RECORD EXCERPTS:

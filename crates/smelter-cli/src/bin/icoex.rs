use anyhow::{Context, Result};
use clap::Parser;

use smelter_cli::{io::exe_file, logging};
use smelter_core::IconExtractor;

/// List the icon groups of a PE binary, then export the first group next to
/// it. One-shot equivalent of `smelter-cli icons list` + `icons export`.
#[derive(Parser, Debug)]
#[command(name = "icoex")]
struct Args {
    /// Path to the PE binary (.exe / .dll)
    path: String,

    /// Base path for the export; `.png` is appended. Defaults to PATH.
    out_base: Option<String>,
}

fn main() -> Result<()> {
    logging::init();
    let a = Args::parse();

    let bytes = exe_file::load(&a.path)?;
    let extractor = IconExtractor::new(&bytes).with_context(|| format!("parse {}", a.path))?;

    for (idx, entry) in extractor.group_icons().iter().enumerate() {
        println!(
            "Index: {}    ID: {}({:#x})    Offset: {:#x}",
            idx, entry.name, entry.name, entry.offset
        );
    }

    let ico = extractor.get_icon(0)?;
    let out_path = format!("{}.png", a.out_base.unwrap_or_else(|| a.path.clone()));
    exe_file::write(&out_path, &ico)?;

    eprintln!("GROUPS={}", extractor.group_count());
    eprintln!("OUT_BYTES={}", ico.len());
    eprintln!("OUT_PATH={}", out_path);

    Ok(())
}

YOUR ASSIGNMENT:
Tally each line in the data that holds the word "Result"; write only the total.

RESPONSE BOX:
2